Baba Mastnath University
- Other name: BMU
- Type: Private
- Established: 10 February 2012
- Academic affiliations: UGC
- Chancellor: Mahant Balaknath
- Vice-Chancellor: B. M. Yadav
- Students: 10000
- Location: Rohtak, Haryana, 121021, India 28°52′30″N 76°38′41″E﻿ / ﻿28.8749°N 76.6446°E
- Campus: Rural;
- Website: bmu.ac.in

= Baba Mastnath University =

Private university in Haryana, India

Baba Mastnath University is an Indian university located in Rohtak. It is a private self financing university. BMU is situated in Rohtak on the Delhi-Rohtak NH-10 highway.

It is also part of the Association of Indian Universities.

== Faculties at BMU ==

1. Faculty of Ayurveda
2. Faculty of Physiotherapy
3. Faculty of Nursing
4. Faculty of Sciences
5. Faculty of Pharmacy
6. Faculty of Humanities
7. Faculty of Commerce & Management
8. Faculty of Law
9. Faculty of Engineering

==Academics==
BMU offers under graduate, post graduate and doctoral programmes for the following: Ayurveda (B.A.M.S), Physiotherapy, Nursing, Sciences, Pharmacy, Humanities, Management & Commerce, Law, Naturopathy & Yogic Sciences, Engineering, Education, Mass Media, Computer Sciences.

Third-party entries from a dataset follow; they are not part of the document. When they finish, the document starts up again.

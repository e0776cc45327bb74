//! # CLI Module
//!
//! This module contains the command-line interface and the driver that walks
//! the (glob, prefix) table. It uses clap for argument parsing.

use std::path::{Path, PathBuf};
use std::process;

use anyhow::Result;
use clap::Parser;
use clap::builder::styling::{AnsiColor, Color, Style, Styles};
use tracing::{debug, warn};

use crate::config::{RunConfig, load_config};
use crate::detect::{CopyrightDetector, MarkerDetector};
use crate::header::HeaderBlock;
use crate::info_log;
use crate::logging::{ColorMode, init_tracing, set_quiet, set_verbose};
use crate::output::{self, CheckReport, InsertReport};
use crate::rewrite::{FileMutator, MutateOutcome, read_text};
use crate::scanner::TreeScanner;

const CUSTOM_STYLES: Styles = Styles::styled()
  .header(Style::new().fg_color(Some(Color::Ansi(AnsiColor::Green))).bold())
  .usage(Style::new().fg_color(Some(Color::Ansi(AnsiColor::Green))).bold())
  .literal(Style::new().fg_color(Some(Color::Ansi(AnsiColor::Blue))).bold())
  .placeholder(Style::new().fg_color(Some(Color::Ansi(AnsiColor::Cyan))))
  .error(Style::new().fg_color(Some(Color::Ansi(AnsiColor::Red))).bold())
  .valid(Style::new().fg_color(Some(Color::Ansi(AnsiColor::Green))))
  .invalid(Style::new().fg_color(Some(Color::Ansi(AnsiColor::Yellow))));

/// Top-level CLI arguments
#[derive(Parser, Debug, Default)]
#[command(
  author,
  version,
  about,
  styles = CUSTOM_STYLES,
  after_help = "Examples:
  # Insert the header into every matching file under the current directory
  addcopyright

  # Report files missing the header; exits non-zero if any are found
  addcopyright --check

  # Check a different tree
  addcopyright --check path/to/tree

  # Use a custom pair table
  addcopyright --config headers.toml
",
  help_template = "{before-help}{name} v{version}
{about-section}
{usage-heading} {usage}

{all-args}{after-help}
"
)]
pub struct Cli {
  /// Root directory to scan. Directories are processed recursively.
  #[arg(value_name = "ROOT", default_value = ".")]
  pub root: PathBuf,

  /// Check mode: report files missing the header without modifying them
  ///
  /// [default: insertion mode]
  #[arg(long)]
  pub check: bool,

  /// Path to config file (default: .addcopyright.toml in the scan root)
  #[arg(long, value_name = "FILE")]
  pub config: Option<PathBuf>,

  /// Ignore config file even if present
  #[arg(long)]
  pub no_config: bool,

  /// Increase verbosity (-v info, -vv debug, -vvv trace)
  #[arg(short, long, action = clap::ArgAction::Count)]
  pub verbose: u8,

  /// Suppress all output except errors and the check report
  #[arg(short, long, conflicts_with = "verbose")]
  pub quiet: bool,

  /// Control when to use colored output (auto, never, always)
  #[arg(
    long,
    value_name = "WHEN",
    num_args = 0..=1,
    default_value_t = ColorMode::Auto,
    default_missing_value = "always",
    value_enum
  )]
  pub colors: ColorMode,
}

impl Cli {
  /// Parse CLI arguments and return the Cli struct
  pub fn parse_args() -> Self {
    Self::parse()
  }
}

/// Run the tool with the given arguments.
pub fn run(cli: Cli) -> Result<()> {
  init_tracing(cli.quiet, cli.verbose);

  if cli.verbose > 0 {
    set_verbose();
  } else if cli.quiet {
    set_quiet();
  }
  cli.colors.apply();

  if !cli.root.is_dir() {
    eprintln!("ERROR: {} is not a directory", cli.root.display());
    process::exit(1);
  }

  let config = load_config(cli.config.as_deref(), &cli.root, cli.no_config)?;
  let detector = MarkerDetector::new()?;
  let scanner = TreeScanner::new(&cli.root, &config.excluded_dirs)?;

  if cli.check {
    run_check(&cli.root, &config, &scanner, &detector)
  } else {
    run_insert(&cli.root, &config, &scanner, &detector)
  }
}

/// Check mode: one pass per pair, counting files without the marker.
///
/// Exits non-zero iff at least one file is missing the header.
fn run_check(root: &Path, config: &RunConfig, scanner: &TreeScanner, detector: &MarkerDetector) -> Result<()> {
  let mut report = CheckReport::default();

  for pair in &config.pairs {
    debug!("Checking pair ({}, {})", pair.glob, pair.prefix);

    for path in scanner.find(&pair.glob)? {
      report.checked += 1;

      match read_text(&path) {
        Ok(content) => {
          if !detector.has_marker(&content) {
            output::report_missing(&output::display_path(&path, root));
            report.missing += 1;
          }
        }
        Err(e) => {
          warn!("{e:#}");
          report.errors += 1;
        }
      }
    }
  }

  output::print_check_summary(&report);

  if report.missing > 0 {
    process::exit(1);
  }

  Ok(())
}

/// Insertion mode: one pass per pair, rewriting files that lack the marker.
///
/// Per-file failures are reported and counted; the rest of the run continues.
fn run_insert(root: &Path, config: &RunConfig, scanner: &TreeScanner, detector: &MarkerDetector) -> Result<()> {
  let mut report = InsertReport::default();

  for pair in &config.pairs {
    debug!("Inserting for pair ({}, {})", pair.glob, pair.prefix);

    // The header block is recomputed per pass; it only depends on the prefix.
    let header = HeaderBlock::compose(&pair.prefix);
    let mutator = FileMutator::new(&header, &pair.prefix, detector);

    for path in scanner.find(&pair.glob)? {
      match mutator.apply(&path) {
        Ok(MutateOutcome::Inserted) => {
          report.inserted += 1;
          info_log!("Added copyright header to: {}", output::display_path(&path, root));
        }
        Ok(MutateOutcome::AlreadyPresent) => {
          report.already_present += 1;
        }
        Err(e) => {
          report.errors += 1;
          eprintln!("Error processing {}: {:#}", output::display_path(&path, root), e);
        }
      }
    }
  }

  output::print_insert_summary(&report);

  if report.errors > 0 {
    process::exit(1);
  }

  Ok(())
}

Social Work, Medical and Para-Medical, Pharmacy, Life and Basic Sciences. The university also offers this for languages such as Hindi, Sanskrit and English.

===Accreditation===
Baba Mastnath University is a UGC approved University. It has been established and set up under the Haryana Private Universities Act, 2006.